_Task objective_. Write all of the entries out again exactly.

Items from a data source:
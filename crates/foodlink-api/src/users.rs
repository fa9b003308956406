use axum::{
    Extension, Json,
    extract::{Path, State},
    http::StatusCode,
    response::IntoResponse,
};
use uuid::Uuid;

use foodlink_engine::accounts::AccountDraft;
use foodlink_types::api::{OnboardUserRequest, OnboardUserResponse, UpdateProfileRequest};
use foodlink_types::models::Principal;

use crate::auth::{AppState, generate_password, hash_password};
use crate::error::ApiResult;

pub async fn me(
    State(state): State<AppState>,
    Extension(principal): Extension<Principal>,
) -> ApiResult<impl IntoResponse> {
    Ok(Json(state.engine.profile(&principal).await?))
}

pub async fn update_me(
    State(state): State<AppState>,
    Extension(principal): Extension<Principal>,
    Json(req): Json<UpdateProfileRequest>,
) -> ApiResult<impl IntoResponse> {
    Ok(Json(state.engine.update_profile(&principal, req).await?))
}

pub async fn list(
    State(state): State<AppState>,
    Extension(principal): Extension<Principal>,
) -> ApiResult<impl IntoResponse> {
    Ok(Json(state.engine.list_users(&principal).await?))
}

/// Administrator-created account. The generated password is returned once.
pub async fn onboard(
    State(state): State<AppState>,
    Extension(principal): Extension<Principal>,
    Json(req): Json<OnboardUserRequest>,
) -> ApiResult<impl IntoResponse> {
    let generated_password = generate_password();
    let password_hash = hash_password(&generated_password)?;

    let user = state
        .engine
        .onboard(
            &principal,
            AccountDraft {
                name: req.name,
                email: req.email,
                role: req.role,
                phone: None,
                address: None,
                location: None,
            },
            password_hash,
            req.verified,
        )
        .await?;

    Ok((
        StatusCode::CREATED,
        Json(OnboardUserResponse {
            user,
            generated_password,
        }),
    ))
}

pub async fn verify_receiver(
    State(state): State<AppState>,
    Path(user_id): Path<Uuid>,
    Extension(principal): Extension<Principal>,
) -> ApiResult<impl IntoResponse> {
    Ok(Json(state.engine.verify_receiver(&principal, user_id).await?))
}
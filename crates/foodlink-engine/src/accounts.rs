//! Account operations. Password hashing happens at the edge; this module only
//! ever sees the finished hash.

use chrono::Utc;
use tracing::info;
use uuid::Uuid;

use foodlink_db::models::{NewUser, ProfileUpdate, UserCredentials};
use foodlink_types::api::UpdateProfileRequest;
use foodlink_types::models::{GeoPoint, Principal, Role, User};
use foodlink_types::{FoodlinkError, Result};

use crate::router::Notification;
use crate::service::{Engine, require_admin};

/// Validated input for a new account.
#[derive(Debug, Clone)]
pub struct AccountDraft {
    pub name: String,
    pub email: String,
    pub role: Role,
    pub phone: Option<String>,
    pub address: Option<String>,
    pub location: Option<GeoPoint>,
}

impl AccountDraft {
    fn validate(mut self) -> Result<Self> {
        self.name = self.name.trim().to_string();
        self.email = normalize_email(&self.email);
        if self.name.is_empty() {
            return Err(FoodlinkError::Validation("name is required".into()));
        }
        if !is_plausible_email(&self.email) {
            return Err(FoodlinkError::Validation("email address is invalid".into()));
        }
        if let Some(location) = &self.location {
            location.validate()?;
        }
        Ok(self)
    }
}

pub fn normalize_email(email: &str) -> String {
    email.trim().to_lowercase()
}

fn is_plausible_email(email: &str) -> bool {
    match email.split_once('@') {
        Some((local, domain)) => !local.is_empty() && domain.contains('.') && !domain.starts_with('.'),
        None => false,
    }
}

impl Engine {
    /// Self-service sign-up. Administrators cannot register themselves and
    /// receivers start unverified.
    pub async fn register(&self, draft: AccountDraft, password_hash: String) -> Result<User> {
        if draft.role == Role::Admin {
            return Err(FoodlinkError::Unauthorized(
                "administrator accounts cannot be self-registered".into(),
            ));
        }
        let draft = draft.validate()?;
        let user = self.insert_user(draft, password_hash, false).await?;
        info!("Registered {} {} ({})", user.role, user.name, user.id);
        Ok(user)
    }

    /// Administrator-created account with an explicit verification flag.
    pub async fn onboard(
        &self,
        admin: &Principal,
        draft: AccountDraft,
        password_hash: String,
        verified: bool,
    ) -> Result<User> {
        require_admin(admin)?;
        let draft = draft.validate()?;
        let user = self.insert_user(draft, password_hash, verified).await?;
        info!(
            "{} onboarded {} {} ({})",
            admin.name, user.role, user.name, user.id
        );
        Ok(user)
    }

    async fn insert_user(&self, draft: AccountDraft, password_hash: String, verified: bool) -> Result<User> {
        let new = NewUser {
            id: Uuid::new_v4(),
            name: draft.name,
            email: draft.email,
            password_hash,
            role: draft.role,
            verified,
            phone: draft.phone,
            address: draft.address,
            location: draft.location,
            created_at: Utc::now(),
        };
        let id = new.id;
        let created = self.store(move |db| db.create_user(&new)).await?;
        if !created {
            return Err(FoodlinkError::Conflict("email is already registered".into()));
        }
        self.store(move |db| db.get_user_by_id(id))
            .await?
            .ok_or_else(|| FoodlinkError::NotFound(format!("user {}", id)))
    }

    /// Stored credentials for a login attempt.
    pub async fn credentials(&self, email: &str) -> Result<Option<UserCredentials>> {
        let email = normalize_email(email);
        self.store(move |db| db.get_credentials_by_email(&email)).await
    }

    pub async fn profile(&self, principal: &Principal) -> Result<User> {
        let id = principal.user_id;
        self.store(move |db| db.get_user_by_id(id))
            .await?
            .ok_or_else(|| FoodlinkError::NotFound(format!("user {}", id)))
    }

    pub async fn update_profile(&self, principal: &Principal, req: UpdateProfileRequest) -> Result<User> {
        let name = req.name.map(|n| n.trim().to_string());
        if name.as_deref() == Some("") {
            return Err(FoodlinkError::Validation("name cannot be empty".into()));
        }
        if let Some(location) = &req.location {
            location.validate()?;
        }

        let update = ProfileUpdate {
            name,
            phone: req.phone,
            address: req.address,
            location: req.location,
        };
        let id = principal.user_id;
        self.store(move |db| db.update_profile(id, &update))
            .await?
            .ok_or_else(|| FoodlinkError::NotFound(format!("user {}", id)))
    }

    pub async fn list_users(&self, principal: &Principal) -> Result<Vec<User>> {
        require_admin(principal)?;
        self.store(|db| db.list_users()).await
    }

    /// Approve a receiver so they may accept donations.
    pub async fn verify_receiver(&self, admin: &Principal, user_id: Uuid) -> Result<User> {
        require_admin(admin)?;
        let user = self
            .store(move |db| db.set_receiver_verified(user_id))
            .await?
            .ok_or_else(|| FoodlinkError::NotFound(format!("receiver {}", user_id)))?;

        info!("{} verified receiver {} ({})", admin.name, user.name, user.id);
        self.router()
            .publish(Notification::ReceiverVerified {
                receiver_id: user.id,
                at: Utc::now(),
            })
            .await;
        Ok(user)
    }
}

_Result_.
filename crates/foodlink-api/src/users.rs
repository fa9b003308956406
use axum::{
    Extension, Json,
    extract::{Path, State},
    http::StatusCode,
    response::IntoResponse,
};
use uuid::Uuid;

use foodlink_engine::accounts::AccountDraft;
use foodlink_types::api::{OnboardUserRequest, OnboardUserResponse, UpdateProfileRequest};
use foodlink_types::models::Principal;

use crate::auth::{AppState, generate_password, hash_password};
use crate::error::ApiResult;

pub async fn me(
    State(state): State<AppState>,
    Extension(principal): Extension<Principal>,
) -> ApiResult<impl IntoResponse> {
    Ok(Json(state.engine.profile(&principal).await?))
}

pub async fn update_me(
    State(state): State<AppState>,
    Extension(principal): Extension<Principal>,
    Json(req): Json<UpdateProfileRequest>,
) -> ApiResult<impl IntoResponse> {
    Ok(Json(state.engine.update_profile(&principal, req).await?))
}

pub async fn list(
    State(state): State<AppState>,
    Extension(principal): Extension<Principal>,
) -> ApiResult<impl IntoResponse> {
    Ok(Json(state.engine.list_users(&principal).await?))
}

/// Administrator-created account. The generated password is returned once.
pub async fn onboard(
    State(state): State<AppState>,
    Extension(principal): Extension<Principal>,
    Json(req): Json<OnboardUserRequest>,
) -> ApiResult<impl IntoResponse> {
    let generated_password = generate_password();
    let password_hash = hash_password(&generated_password)?;

    let user = state
        .engine
        .onboard(
            &principal,
            AccountDraft {
                name: req.name,
                email: req.email,
                role: req.role,
                phone: None,
                address: None,
                location: None,
            },
            password_hash,
            req.verified,
        )
        .await?;

    Ok((
        StatusCode::CREATED,
        Json(OnboardUserResponse {
            user,
            generated_password,
        }),
    ))
}

pub async fn verify_receiver(
    State(state): State<AppState>,
    Path(user_id): Path<Uuid>,
    Extension(principal): Extension<Principal>,
) -> ApiResult<impl IntoResponse> {
    Ok(Json(state.engine.verify_receiver(&principal, user_id).await?))
}
filename crates/foodlink-engine/src/accounts.rs
//! Account operations. Password hashing happens at the edge; this module only
//! ever sees the finished hash.

use chrono::Utc;
use tracing::info;
use uuid::Uuid;

use foodlink_db::models::{NewUser, ProfileUpdate, UserCredentials};
use foodlink_types::api::UpdateProfileRequest;
use foodlink_types::models::{GeoPoint, Principal, Role, User};
use foodlink_types::{FoodlinkError, Result};

use crate::router::Notification;
use crate::service::{Engine, require_admin};

/// Validated input for a new account.
#[derive(Debug, Clone)]
pub struct AccountDraft {
    pub name: String,
    pub email: String,
    pub role: Role,
    pub phone: Option<String>,
    pub address: Option<String>,
    pub location: Option<GeoPoint>,
}

impl AccountDraft {
    fn validate(mut self) -> Result<Self> {
        self.name = self.name.trim().to_string();
        self.email = normalize_email(&self.email);
        if self.name.is_empty() {
            return Err(FoodlinkError::Validation("name is required".into()));
        }
        if !is_plausible_email(&self.email) {
            return Err(FoodlinkError::Validation("email address is invalid".into()));
        }
        if let Some(location) = &self.location {
            location.validate()?;
        }
        Ok(self)
    }
}

pub fn normalize_email(email: &str) -> String {
    email.trim().to_lowercase()
}

fn is_plausible_email(email: &str) -> bool {
    match email.split_once('@') {
        Some((local, domain)) => !local.is_empty() && domain.contains('.') && !domain.starts_with('.'),
        None => false,
    }
}

impl Engine {
    /// Self-service sign-up. Administrators cannot register themselves and
    /// receivers start unverified.
    pub async fn register(&self, draft: AccountDraft, password_hash: String) -> Result<User> {
        if draft.role == Role::Admin {
            return Err(FoodlinkError::Unauthorized(
                "administrator accounts cannot be self-registered".into(),
            ));
        }
        let draft = draft.validate()?;
        let user = self.insert_user(draft, password_hash, false).await?;
        info!("Registered {} {} ({})", user.role, user.name, user.id);
        Ok(user)
    }

    /// Administrator-created account with an explicit verification flag.
    pub async fn onboard(
        &self,
        admin: &Principal,
        draft: AccountDraft,
        password_hash: String,
        verified: bool,
    ) -> Result<User> {
        require_admin(admin)?;
        let draft = draft.validate()?;
        let user = self.insert_user(draft, password_hash, verified).await?;
        info!(
            "{} onboarded {} {} ({})",
            admin.name, user.role, user.name, user.id
        );
        Ok(user)
    }

    async fn insert_user(&self, draft: AccountDraft, password_hash: String, verified: bool) -> Result<User> {
        let new = NewUser {
            id: Uuid::new_v4(),
            name: draft.name,
            email: draft.email,
            password_hash,
            role: draft.role,
            verified,
            phone: draft.phone,
            address: draft.address,
            location: draft.location,
            created_at: Utc::now(),
        };
        let id = new.id;
        let created = self.store(move |db| db.create_user(&new)).await?;
        if !created {
            return Err(FoodlinkError::Conflict("email is already registered".into()));
        }
        self.store(move |db| db.get_user_by_id(id))
            .await?
            .ok_or_else(|| FoodlinkError::NotFound(format!("user {}", id)))
    }

    /// Stored credentials for a login attempt.
    pub async fn credentials(&self, email: &str) -> Result<Option<UserCredentials>> {
        let email = normalize_email(email);
        self.store(move |db| db.get_credentials_by_email(&email)).await
    }

    pub async fn profile(&self, principal: &Principal) -> Result<User> {
        let id = principal.user_id;
        self.store(move |db| db.get_user_by_id(id))
            .await?
            .ok_or_else(|| FoodlinkError::NotFound(format!("user {}", id)))
    }

    pub async fn update_profile(&self, principal: &Principal, req: UpdateProfileRequest) -> Result<User> {
        let name = req.name.map(|n| n.trim().to_string());
        if name.as_deref() == Some("") {
            return Err(FoodlinkError::Validation("name cannot be empty".into()));
        }
        if let Some(location) = &req.location {
            location.validate()?;
        }

        let update = ProfileUpdate {
            name,
            phone: req.phone,
            address: req.address,
            location: req.location,
        };
        let id = principal.user_id;
        self.store(move |db| db.update_profile(id, &update))
            .await?
            .ok_or_else(|| FoodlinkError::NotFound(format!("user {}", id)))
    }

    pub async fn list_users(&self, principal: &Principal) -> Result<Vec<User>> {
        require_admin(principal)?;
        self.store(|db| db.list_users()).await
    }

    /// Approve a receiver so they may accept donations.
    pub async fn verify_receiver(&self, admin: &Principal, user_id: Uuid) -> Result<User> {
        require_admin(admin)?;
        let user = self
            .store(move |db| db.set_receiver_verified(user_id))
            .await?
            .ok_or_else(|| FoodlinkError::NotFound(format!("receiver {}", user_id)))?;

        info!("{} verified receiver {} ({})", admin.name, user.name, user.id);
        self.router()
            .publish(Notification::ReceiverVerified {
                receiver_id: user.id,
                at: Utc::now(),
            })
            .await;
        Ok(user)
    }
}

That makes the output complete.